Multicyclic, dose-intensive chemotherapy supported by hemopoietic progenitors in refractory myeloma patients.

Attempts to increase dose intensity have been hampered by hematologic toxicity. To address this issue, we designed a study to determine whether the reinfusion of PBPC significantly reduces the toxicity of multicyclic dose-intensive chemotherapy. Thirty refractory patients, median age 63, received CY 3 g/m2 plus melphalan 60 mg/m2 followed by PBPC and G-CSF (CM regimen). CY (at day 0) and G-CSF were used to mobilize PBPC harvested by a single leukapheresis at day 10. Melphalan was infused at day 11. PBPC were kept unprocessed at 4 degrees C for 48 h and reinfused at day 12. This regimen was repeated three times every 6 months.
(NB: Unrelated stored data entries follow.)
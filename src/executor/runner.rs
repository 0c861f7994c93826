//! Pipeline runner
//!
//! Walks compiled nodes in order and runs each container step through the
//! state's [`ContainerClient`](super::ContainerClient). Parallel groups run on
//! scoped threads that all report into the same [`ExecutionState`].

use super::state::ExecutionState;
use crate::pipeline::{ContainerNode, Node, ParallelNode, PipelineError};
use std::time::Instant;

/// Exit code recorded when the runtime cannot run a step at all
pub const RUNTIME_FAILURE_CODE: i32 = 255;

/// Runs compiled pipelines
#[derive(Debug, Clone, Copy, Default)]
pub struct Runner;

impl Runner {
    /// Creates a new runner
    #[must_use]
    pub fn new() -> Self {
        Self
    }

    /// Runs `nodes` in order, recording every step's exit in `state`.
    ///
    /// Once the build has failed, only steps behind a filter that accepts the
    /// failure still run. Runtime errors are recorded as a failed exit and do
    /// not stop the remaining steps.
    ///
    /// # Errors
    ///
    /// Returns the first runtime error, after every node has been visited.
    pub fn run(&self, nodes: &[Node], state: &ExecutionState) -> Result<(), PipelineError> {
        tracing::info!(
            repo = %state.repo().full_name,
            build = state.build().number,
            job = state.job().number,
            steps = nodes.len(),
            "starting job"
        );

        let mut first_error = None;
        for node in nodes {
            if let Err(err) = self.run_node(node, state, false) {
                first_error.get_or_insert(err);
            }
        }

        tracing::info!(
            status = %state.final_status(),
            exit_code = state.exit_code(),
            "job finished"
        );
        first_error.map_or(Ok(()), Err)
    }

    fn run_node(
        &self,
        node: &Node,
        state: &ExecutionState,
        filtered: bool,
    ) -> Result<(), PipelineError> {
        match node {
            Node::Container(container) => {
                if container.is_placeholder() {
                    tracing::debug!(step = %container.label(), "skipping empty build step");
                    return Ok(());
                }
                if !filtered && state.failed() {
                    tracing::info!(step = %container.label(), "skipping step after failure");
                    return Ok(());
                }
                self.run_container(container, state)
            }
            Node::Filter(filter) => {
                let current = state.final_status();
                if filter.conditions.matches(current) {
                    self.run_node(&filter.node, state, true)
                } else {
                    tracing::debug!(status = %current, "filter conditions not met");
                    Ok(())
                }
            }
            Node::Parallel(parallel) => {
                if !filtered && state.failed() {
                    tracing::info!(steps = parallel.nodes.len(), "skipping parallel group after failure");
                    return Ok(());
                }
                self.run_parallel(parallel, state)
            }
        }
    }

    /// Runs every child of an admitted group. A sibling's failure does not
    /// skip the others.
    fn run_parallel(
        &self,
        parallel: &ParallelNode,
        state: &ExecutionState,
    ) -> Result<(), PipelineError> {
        let results: Vec<Result<(), PipelineError>> = std::thread::scope(|scope| {
            let handles: Vec<_> = parallel
                .nodes
                .iter()
                .map(|child| scope.spawn(move || self.run_node(child, state, true)))
                .collect();

            handles
                .into_iter()
                .map(|handle| {
                    handle.join().unwrap_or_else(|_| {
                        state.exit(RUNTIME_FAILURE_CODE);
                        Err(PipelineError::Runtime {
                            step: "parallel".to_string(),
                            reason: "step thread panicked".to_string(),
                        })
                    })
                })
                .collect()
        });

        results.into_iter().find(Result::is_err).unwrap_or(Ok(()))
    }

    #[allow(clippy::unused_self)]
    fn run_container(
        &self,
        container: &ContainerNode,
        state: &ExecutionState,
    ) -> Result<(), PipelineError> {
        let step = container.label();
        tracing::info!(step = %step, image = %container.image, "starting step");

        let start = Instant::now();
        match state.client().run(container, state) {
            Ok(code) => {
                state.exit(code);
                let duration_ms = start.elapsed().as_millis();
                if code == 0 {
                    tracing::info!(step = %step, duration_ms, "step succeeded");
                } else {
                    tracing::warn!(step = %step, exit_code = code, duration_ms, "step failed");
                }
                Ok(())
            }
            Err(err) => {
                tracing::error!(step = %step, error = %err, "step could not be run");
                state.exit(RUNTIME_FAILURE_CODE);
                Err(err)
            }
        }
    }
}
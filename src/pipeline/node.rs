//! Node model
//!
//! A pipeline arrives here as a tree of [`Node`] values, one container node per
//! step, optionally wrapped in filters or grouped for parallel execution.
//! Transforms mutate container nodes in place; the structural variants only
//! carry children.

#![allow(clippy::must_use_candidate, clippy::return_self_not_must_use)]

use super::types::{NodeType, Status};
use serde::{Deserialize, Serialize};

/// One node of a compiled pipeline
#[derive(Debug, Clone, PartialEq, Eq, Serialize, Deserialize)]
#[serde(tag = "kind", rename_all = "lowercase")]
pub enum Node {
    /// Container-backed step
    Container(ContainerNode),
    /// Child node gated on run conditions
    Filter(FilterNode),
    /// Children executed concurrently
    Parallel(ParallelNode),
}

impl Node {
    /// Returns the kind of this node
    pub fn node_type(&self) -> NodeType {
        match self {
            Self::Container(container) => container.node_type,
            Self::Filter(_) => NodeType::Filter,
            Self::Parallel(_) => NodeType::Parallel,
        }
    }

    /// Returns the container descriptor if this is a container node
    pub fn as_container(&self) -> Option<&ContainerNode> {
        match self {
            Self::Container(container) => Some(container),
            _ => None,
        }
    }

    /// Visits this node and every descendant, parents before children.
    ///
    /// Stops at the first error returned by `visit`.
    ///
    /// # Errors
    ///
    /// Returns the first error produced by `visit`.
    pub fn walk_mut<E, F>(&mut self, visit: &mut F) -> Result<(), E>
    where
        F: FnMut(&mut Node) -> Result<(), E>,
    {
        visit(self)?;
        match self {
            Self::Container(_) => Ok(()),
            Self::Filter(filter) => filter.node.walk_mut(visit),
            Self::Parallel(parallel) => {
                for child in &mut parallel.nodes {
                    child.walk_mut(visit)?;
                }
                Ok(())
            }
        }
    }

    /// Returns every container node in the tree, in pipeline order
    pub fn containers(&self) -> Vec<&ContainerNode> {
        let mut found = Vec::new();
        self.collect_containers(&mut found);
        found
    }

    fn collect_containers<'a>(&'a self, found: &mut Vec<&'a ContainerNode>) {
        match self {
            Self::Container(container) => found.push(container),
            Self::Filter(filter) => filter.node.collect_containers(found),
            Self::Parallel(parallel) => {
                for child in &parallel.nodes {
                    child.collect_containers(found);
                }
            }
        }
    }
}

impl From<ContainerNode> for Node {
    fn from(container: ContainerNode) -> Self {
        Self::Container(container)
    }
}

/// Mutable descriptor of one container-backed step
#[derive(Debug, Clone, Default, PartialEq, Eq, Serialize, Deserialize)]
#[serde(default)]
pub struct ContainerNode {
    /// Kind of step
    #[serde(rename = "type")]
    pub node_type: NodeType,

    /// Step name, used in logs and container names
    pub name: String,

    /// Image reference
    pub image: String,

    /// Shell commands to run inside the container
    pub commands: Vec<String>,

    /// Force a fresh pull of the image
    pub pull: bool,

    /// Run with elevated host access
    pub privileged: bool,

    /// Bind mounts in `host:container` form
    pub volumes: Vec<String>,

    /// Network mode override, empty for the runtime default
    pub net: String,

    /// Entrypoint override
    pub entrypoint: Vec<String>,

    /// Environment entries in `KEY=VALUE` form
    pub environment: Vec<String>,

    /// Start the container in the background
    pub detach: bool,
}

impl ContainerNode {
    /// Creates an empty node of the given kind
    pub fn new(node_type: NodeType) -> Self {
        Self {
            node_type,
            ..Self::default()
        }
    }

    /// Sets the step name
    pub fn with_name(mut self, name: impl Into<String>) -> Self {
        self.name = name.into();
        self
    }

    /// Sets the image reference
    pub fn with_image(mut self, image: impl Into<String>) -> Self {
        self.image = image.into();
        self
    }

    /// Appends a shell command
    pub fn with_command(mut self, command: impl Into<String>) -> Self {
        self.commands.push(command.into());
        self
    }

    /// Appends a `KEY=VALUE` environment entry
    pub fn with_env(mut self, key: impl AsRef<str>, value: impl AsRef<str>) -> Self {
        self.environment
            .push(format!("{}={}", key.as_ref(), value.as_ref()));
        self
    }

    /// Runs the container detached
    pub fn detached(mut self) -> Self {
        self.detach = true;
        self
    }

    /// Returns a display label, the name when set and the kind otherwise
    pub fn label(&self) -> String {
        if self.name.is_empty() {
            self.node_type.to_string()
        } else {
            self.name.clone()
        }
    }

    /// Returns true for a build step that has nothing to run
    pub fn is_placeholder(&self) -> bool {
        self.node_type == NodeType::Build && self.image.is_empty() && self.commands.is_empty()
    }
}

/// Conditions under which a filtered node runs
#[derive(Debug, Clone, Default, PartialEq, Eq, Serialize, Deserialize)]
#[serde(default)]
pub struct Conditions {
    /// Build statuses that allow the node to run; empty means "not failed"
    pub status: Vec<Status>,
}

impl Conditions {
    /// Returns true if a build in `current` status satisfies these conditions
    pub fn matches(&self, current: Status) -> bool {
        if self.status.is_empty() {
            return !current.is_failure();
        }
        self.status.contains(&current)
    }
}

/// Node gated on run conditions
#[derive(Debug, Clone, PartialEq, Eq, Serialize, Deserialize)]
pub struct FilterNode {
    /// Run conditions
    #[serde(default)]
    pub conditions: Conditions,

    /// Wrapped node
    pub node: Box<Node>,
}

impl FilterNode {
    /// Wraps a node without conditions
    pub fn new(node: impl Into<Node>) -> Self {
        Self {
            conditions: Conditions::default(),
            node: Box::new(node.into()),
        }
    }

    /// Restricts the node to the given build statuses
    pub fn on_status(mut self, status: impl IntoIterator<Item = Status>) -> Self {
        self.conditions.status = status.into_iter().collect();
        self
    }
}

/// Group of nodes executed concurrently
#[derive(Debug, Clone, Default, PartialEq, Eq, Serialize, Deserialize)]
pub struct ParallelNode {
    /// Nodes in the group
    #[serde(default)]
    pub nodes: Vec<Node>,
}

impl ParallelNode {
    /// Creates a group from the given nodes
    pub fn new(nodes: impl IntoIterator<Item = Node>) -> Self {
        Self {
            nodes: nodes.into_iter().collect(),
        }
    }
}
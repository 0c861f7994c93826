//! CLI for drover
//!
//! - `compile`: Apply the node transforms and print the finalized nodes
//! - `run`: Compile, then run the job through Docker or Podman
//! - `whitelist`: Print the effective escalation whitelist
//! - `completions`: Generate shell completions

pub mod completions;
pub mod compile;
pub mod run;

use anyhow::{Context, Result};
use clap::{CommandFactory, Parser, Subcommand, ValueEnum};
use drover::executor::{Build, Job, Repo, System, Workspace};
use drover::infrastructure::{Config, init_logging};
use drover::pipeline::Node;
use serde::Deserialize;
use std::path::{Path, PathBuf};

/// CLI arguments for drover
#[derive(Parser, Debug)]
#[command(name = "drover")]
#[command(author, version, about, long_about = None)]
struct Args {
    /// YAML config file
    #[arg(short, long, global = true)]
    config: Option<PathBuf>,

    /// Log level, overrides the config file
    #[arg(long, global = true)]
    log_level: Option<String>,

    #[command(subcommand)]
    command: Command,
}

#[derive(Subcommand, Debug)]
enum Command {
    /// Apply the node transforms and print the finalized nodes
    Compile {
        /// Job document (JSON or YAML)
        file: PathBuf,
        /// Output format
        #[arg(short, long, value_enum, default_value_t = FormatArg::Json)]
        format: FormatArg,
        #[command(flatten)]
        job: JobArgs,
    },

    /// Compile and run a job through the container runtime
    Run {
        /// Job document (JSON or YAML)
        file: PathBuf,
        #[command(flatten)]
        job: JobArgs,
    },

    /// Print the effective escalation whitelist
    Whitelist,

    /// Generate shell completions
    Completions {
        /// Shell type
        #[arg(value_enum)]
        shell: ShellArg,
        /// Output file (stdout if not specified)
        #[arg(short, long)]
        output: Option<PathBuf>,
    },
}

/// Overrides applied on top of the job document
#[derive(clap::Args, Debug, Default, Clone)]
pub struct JobArgs {
    /// Treat the repository as trusted (skips sanitizing)
    #[arg(long)]
    pub trusted: bool,
    /// Cache directory, defaults to the repository's full name
    #[arg(long)]
    pub cache_dir: Option<String>,
}

#[derive(Copy, Clone, Debug, PartialEq, Eq, ValueEnum)]
pub enum FormatArg {
    Json,
    Yaml,
}

#[derive(Copy, Clone, Debug, PartialEq, Eq, ValueEnum)]
enum ShellArg {
    Bash,
    Zsh,
    Fish,
    PowerShell,
}

/// A job to compile or run: its records plus the nodes of its pipeline
#[derive(Debug, Clone, Default, Deserialize)]
#[serde(default)]
pub struct JobDocument {
    pub repo: Repo,
    pub build: Build,
    pub build_last: Option<Build>,
    pub job: Job,
    pub system: System,
    pub workspace: Workspace,
    pub nodes: Vec<Node>,
}

impl JobDocument {
    /// Parses a document, as YAML for `.yml`/`.yaml` files and JSON otherwise
    pub fn parse(contents: &str, path: &Path) -> Result<Self> {
        let is_yaml = path
            .extension()
            .and_then(|ext| ext.to_str())
            .is_some_and(|ext| ext.eq_ignore_ascii_case("yml") || ext.eq_ignore_ascii_case("yaml"));

        if is_yaml {
            serde_yaml::from_str(contents)
                .with_context(|| format!("Invalid YAML job document: {}", path.display()))
        } else {
            serde_json::from_str(contents)
                .with_context(|| format!("Invalid JSON job document: {}", path.display()))
        }
    }

    /// Reads and parses a job document
    pub fn load(path: &Path) -> Result<Self> {
        let contents = std::fs::read_to_string(path)
            .with_context(|| format!("Failed to read job document: {}", path.display()))?;
        Self::parse(&contents, path)
    }
}

/// Build the CLI command for completion generation
pub fn build_cli() -> clap::Command {
    Args::command()
}

fn load_config(args: &Args) -> Result<Config> {
    let config = match &args.config {
        Some(path) => Config::load(path)?,
        None => Config::default(),
    };
    let mut config = config.with_env()?;
    if let Some(level) = &args.log_level {
        config.log_level.clone_from(level);
    }
    Ok(config)
}

/// Parse and execute CLI arguments, returning the process exit code
pub fn run() -> Result<i32> {
    let args = Args::parse();
    let config = load_config(&args)?;
    init_logging(&config.log_level);

    match args.command {
        Command::Compile { file, format, job } => {
            let document = JobDocument::load(&file)?;
            let output = compile::compile_document(document, &config, &job, format)?;
            println!("{output}");
        }
        Command::Run { file, job } => {
            let document = JobDocument::load(&file)?;
            return run::run_document(document, &config, &job);
        }
        Command::Whitelist => {
            for image in config.escalate.iter() {
                println!("{image}");
            }
        }
        Command::Completions { shell, output } => {
            use clap_complete::Shell;

            let shell_enum = match shell {
                ShellArg::Bash => Shell::Bash,
                ShellArg::Zsh => Shell::Zsh,
                ShellArg::Fish => Shell::Fish,
                ShellArg::PowerShell => Shell::PowerShell,
            };

            let completions = completions::generate_completions(shell_enum)?;

            if let Some(output_path) = output {
                completions::save_completions(&completions, &output_path)?;
            } else {
                println!("{completions}");
            }
        }
    }

    Ok(0)
}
Outcomes were compared with those of 30 similar patients treated with melphalan 30 mg/m2 followed by G-CSF only, and repeated every 2 months for a total of six cycles. In patients receiving CY plus melphalan followed by PBPC reinfusion, the median duration of neutropenia (ANC < 500/microliters) and thrombocytopenia (platelets < 2500 microliters) was only 5 and 2 days respectively, and did not increase after the subsequent courses. Hematologic toxicity was quite similar to that observed after melphalan 30 mg/m2 plus G-CSF. The CM regimen was followed by 30% complete remission and 86% response > 50%, melphalan 30 mg/m2 by no complete remissions and 38% response > 50%. Patients receiving CM regimen showed a longer progression-free survival (22 vs 10 months, P < 0.01). The dose intensity of melphalan can be doubled by reinfusing PBPC without increasing toxicity. The combination of CY and melphalan followed by PBPC improves response rate and outcome when compared to low-dose melphalan.